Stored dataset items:
........
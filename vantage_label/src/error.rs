// Copyright 2025 the Vantage Authors
// SPDX-License-Identifier: Apache-2.0 OR MIT

/// Errors produced while configuring a label placement.
#[derive(Clone, Copy, Debug, PartialEq, thiserror::Error)]
pub enum LabelError {
    /// A numeric input was non-finite or outside its allowed range.
    #[error("invalid argument `{what}`: {value}")]
    InvalidArgument {
        /// Name of the rejected parameter.
        what: &'static str,
        /// The rejected value.
        value: f64,
    },
}

impl LabelError {
    pub(crate) fn invalid(what: &'static str, value: f64) -> Self {
        Self::InvalidArgument { what, value }
    }
}
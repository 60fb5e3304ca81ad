// Copyright 2025 the Vantage Authors
// SPDX-License-Identifier: Apache-2.0 OR MIT

use alloc::boxed::Box;
use alloc::format;
use alloc::sync::Arc;
use core::fmt;

use kurbo::Rect;

use crate::shape::LabelShape;

/// Shared predicate callback.
pub type ShapeTest = Arc<dyn Fn(&LabelShape) -> bool + Send + Sync>;

/// A composable veto over placed labels.
///
/// Leaves wrap a callback together with a human-readable description;
/// combinators build boolean expressions over them. A label is drawn only
/// when [`LabelPredicate::evaluate`] returns `true` for its shape.
///
/// `Display` renders the whole expression, e.g.
/// `(width in [0, 80] and not within Rect { .. })`.
#[derive(Clone)]
pub enum LabelPredicate {
    /// A primitive test.
    Leaf {
        /// Callback deciding the outcome.
        test: ShapeTest,
        /// What the callback checks.
        description: Arc<str>,
    },
    /// Both operands must accept.
    And(Box<Self>, Box<Self>),
    /// Either operand must accept.
    Or(Box<Self>, Box<Self>),
    /// Inverts the operand.
    Not(Box<Self>),
}

impl LabelPredicate {
    /// Creates a leaf from a description and a callback.
    pub fn leaf(
        description: impl Into<Arc<str>>,
        test: impl Fn(&LabelShape) -> bool + Send + Sync + 'static,
    ) -> Self {
        Self::Leaf {
            test: Arc::new(test),
            description: description.into(),
        }
    }

    /// Accepts every label.
    pub fn always() -> Self {
        Self::leaf("always", |_| true)
    }

    /// Accepts labels whose screen bounding box width lies in `[min, max]`.
    pub fn width_between(min: f64, max: f64) -> Self {
        Self::leaf(format!("width in [{min}, {max}]"), move |s| {
            (min..=max).contains(&s.width())
        })
    }

    /// Accepts labels whose screen bounding box height lies in `[min, max]`.
    pub fn height_between(min: f64, max: f64) -> Self {
        Self::leaf(format!("height in [{min}, {max}]"), move |s| {
            (min..=max).contains(&s.height())
        })
    }

    /// Accepts labels whose screen bounding box lies inside `screen_rect`.
    pub fn within(screen_rect: Rect) -> Self {
        Self::leaf(format!("within {screen_rect:?}"), move |s| {
            let b = s.bounding_box();
            b.x0 >= screen_rect.x0
                && b.y0 >= screen_rect.y0
                && b.x1 <= screen_rect.x1
                && b.y1 <= screen_rect.y1
        })
    }

    /// Accepts when both `self` and `other` accept.
    pub fn and(self, other: Self) -> Self {
        Self::And(Box::new(self), Box::new(other))
    }

    /// Accepts when either `self` or `other` accepts.
    pub fn or(self, other: Self) -> Self {
        Self::Or(Box::new(self), Box::new(other))
    }

    /// Runs the expression against a placed label.
    ///
    /// `And` and `Or` short-circuit left to right.
    pub fn evaluate(&self, shape: &LabelShape) -> bool {
        match self {
            Self::Leaf { test, .. } => test(shape),
            Self::And(a, b) => a.evaluate(shape) && b.evaluate(shape),
            Self::Or(a, b) => a.evaluate(shape) || b.evaluate(shape),
            Self::Not(a) => !a.evaluate(shape),
        }
    }
}

impl core::ops::Not for LabelPredicate {
    type Output = Self;

    fn not(self) -> Self {
        Self::Not(Box::new(self))
    }
}

impl Default for LabelPredicate {
    fn default() -> Self {
        Self::always()
    }
}

impl fmt::Display for LabelPredicate {
    fn fmt(&self, f: &mut fmt::Formatter<'_>) -> fmt::Result {
        match self {
            Self::Leaf { description, .. } => f.write_str(description),
            Self::And(a, b) => write!(f, "({a} and {b})"),
            Self::Or(a, b) => write!(f, "({a} or {b})"),
            Self::Not(a) => write!(f, "not {a}"),
        }
    }
}

impl fmt::Debug for LabelPredicate {
    fn fmt(&self, f: &mut fmt::Formatter<'_>) -> fmt::Result {
        match self {
            Self::Leaf { description, .. } => f
                .debug_struct("Leaf")
                .field("description", description)
                .finish_non_exhaustive(),
            Self::And(a, b) => f.debug_tuple("And").field(a).field(b).finish(),
            Self::Or(a, b) => f.debug_tuple("Or").field(a).field(b).finish(),
            Self::Not(a) => f.debug_tuple("Not").field(a).finish(),
        }
    }
}
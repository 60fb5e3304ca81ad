// Copyright 2025 the Vantage Authors
// SPDX-License-Identifier: Apache-2.0 OR MIT

//! Optional numeric estimates with well-defined `min`/`max` merging.
//!
//! Painters that contribute to "fit the view to the data" report the extent
//! they cover, or nothing at all. Merging follows two rules:
//! - an absent operand is ignored;
//! - NaN survives only when both operands are NaN.

use crate::plan::AxisRange;

/// A numeric value that may be absent.
///
/// Unlike a plain `Option<f64>`, merging two estimates never lets a single
/// NaN poison a known value.
#[derive(Clone, Copy, Debug, Default, PartialEq)]
pub struct Estimate(Option<f64>);

impl Estimate {
    /// An absent estimate.
    pub const ABSENT: Self = Self(None);

    /// A present estimate. `value` may be NaN.
    #[must_use]
    pub const fn new(value: f64) -> Self {
        Self(Some(value))
    }

    /// The value, if present.
    #[must_use]
    pub const fn value(self) -> Option<f64> {
        self.0
    }

    /// Returns `true` if no value was reported.
    #[must_use]
    pub const fn is_absent(self) -> bool {
        self.0.is_none()
    }

    /// Returns `true` if a value is present and NaN.
    #[must_use]
    pub fn is_nan(self) -> bool {
        self.0.is_some_and(f64::is_nan)
    }

    /// The value, if present and finite.
    #[must_use]
    pub fn finite(self) -> Option<f64> {
        self.0.filter(|v| v.is_finite())
    }

    /// Smaller of two estimates.
    #[must_use]
    pub fn min(self, other: Self) -> Self {
        self.merge(other, f64::min)
    }

    /// Larger of two estimates.
    #[must_use]
    pub fn max(self, other: Self) -> Self {
        self.merge(other, f64::max)
    }

    fn merge(self, other: Self, pick: fn(f64, f64) -> f64) -> Self {
        match (self.0, other.0) {
            (None, o) => Self(o),
            (s, None) => Self(s),
            // `f64::min`/`f64::max` return the other operand when one is NaN.
            (Some(a), Some(b)) => Self(Some(pick(a, b))),
        }
    }
}

impl From<f64> for Estimate {
    fn from(value: f64) -> Self {
        Self::new(value)
    }
}

impl From<Option<f64>> for Estimate {
    fn from(value: Option<f64>) -> Self {
        Self(value)
    }
}

/// Running `[min, max]` estimate of the data a painter covers.
#[derive(Clone, Copy, Debug, Default, PartialEq)]
pub struct RangeEstimate {
    /// Lower end.
    pub min: Estimate,
    /// Upper end.
    pub max: Estimate,
}

impl RangeEstimate {
    /// An estimate that has seen no data.
    pub const EMPTY: Self = Self {
        min: Estimate::ABSENT,
        max: Estimate::ABSENT,
    };

    /// Widens the estimate to include `value`.
    pub fn include(&mut self, value: f64) {
        let value = Estimate::new(value);
        self.min = self.min.min(value);
        self.max = self.max.max(value);
    }

    /// Combines two estimates end by end.
    #[must_use]
    pub fn merge(self, other: Self) -> Self {
        Self {
            min: self.min.min(other.min),
            max: self.max.max(other.max),
        }
    }

    /// Converts to an [`AxisRange`] when both ends are finite.
    #[must_use]
    pub fn to_range(self) -> Option<AxisRange> {
        let min = self.min.finite()?;
        let max = self.max.finite()?;
        AxisRange::new(min, max).ok()
    }
}

impl FromIterator<f64> for RangeEstimate {
    fn from_iter<I: IntoIterator<Item = f64>>(iter: I) -> Self {
        let mut estimate = Self::EMPTY;
        for value in iter {
            estimate.include(value);
        }
        estimate
    }
}
mod api_doc;
mod app;
mod config;
mod error;
mod handlers;
mod models;
mod routes;
mod state;

use config::Config;
use state::AppState;
use tokio::net::TcpListener;
use tracing_subscriber::EnvFilter;

#[tokio::main]
async fn main() -> anyhow::Result<()> {
    dotenvy::dotenv().ok();

    tracing_subscriber::fmt()
        .with_env_filter(
            EnvFilter::try_from_default_env()
                .unwrap_or_else(|_| EnvFilter::new("info,tower_http=debug")),
        )
        .init();

    tracing::info!("hello-service starting");

    let config = Config::from_env()?;
    config.log_startup();

    let listener = TcpListener::bind(config.bind_addr()).await?;
    tracing::info!("Listening on {}", listener.local_addr()?);

    let app = app::build_router(AppState::new(config));

    axum::serve(listener, app)
        .with_graceful_shutdown(shutdown_signal())
        .await?;

    tracing::info!("hello-service stopped");
    Ok(())
}

/// Resolves on Ctrl-C, or SIGTERM on unix
async fn shutdown_signal() {
    let ctrl_c = async {
        if let Err(e) = tokio::signal::ctrl_c().await {
            tracing::error!("Failed to listen for Ctrl-C: {}", e);
            std::future::pending::<()>().await;
        }
    };

    #[cfg(unix)]
    let terminate = async {
        match tokio::signal::unix::signal(tokio::signal::unix::SignalKind::terminate()) {
            Ok(mut signal) => {
                signal.recv().await;
            }
            Err(e) => {
                tracing::error!("Failed to listen for SIGTERM: {}", e);
                std::future::pending::<()>().await;
            }
        }
    };

    #[cfg(not(unix))]
    let terminate = std::future::pending::<()>();

    tokio::select! {
        _ = ctrl_c => {},
        _ = terminate => {},
    }

    tracing::info!("Received shutdown signal");
}
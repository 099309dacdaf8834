// Route path constants - single source of truth for all API paths

pub const ROOT: &str = "/";
pub const HELLO: &str = "/hello";
pub const VERSION: &str = "/version";
pub const STATUS: &str = "/status";
pub const GREET: &str = "/greet/{name}";

pub const SWAGGER_UI: &str = "/swagger-ui";
pub const OPENAPI_JSON: &str = "/api-docs/openapi.json";
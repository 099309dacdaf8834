use crate::models::MessageResponse;
use crate::routes;
use axum::Json;

fn hello_world() -> Json<MessageResponse> {
    Json(MessageResponse {
        message: "Hello, World!".to_string(),
    })
}

/// GET / handler - Hello world message
#[utoipa::path(
    get,
    path = routes::ROOT,
    responses(
        (status = 200, description = "Hello world message", body = MessageResponse)
    ),
    tag = "hello"
)]
pub async fn root_handler() -> Json<MessageResponse> {
    tracing::debug!("Saying hello from /");
    hello_world()
}

/// GET /hello handler - Same body as `/`
#[utoipa::path(
    get,
    path = routes::HELLO,
    responses(
        (status = 200, description = "Hello world message", body = MessageResponse)
    ),
    tag = "hello"
)]
pub async fn hello_handler() -> Json<MessageResponse> {
    tracing::debug!("Saying hello from /hello");
    hello_world()
}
........
## WORK TO COMPLETE
In the entries above, find each line with the word "operands" and copy it.

## RESULT
    /// Both operands must accept.
//! - NaN survives only when both operands are NaN.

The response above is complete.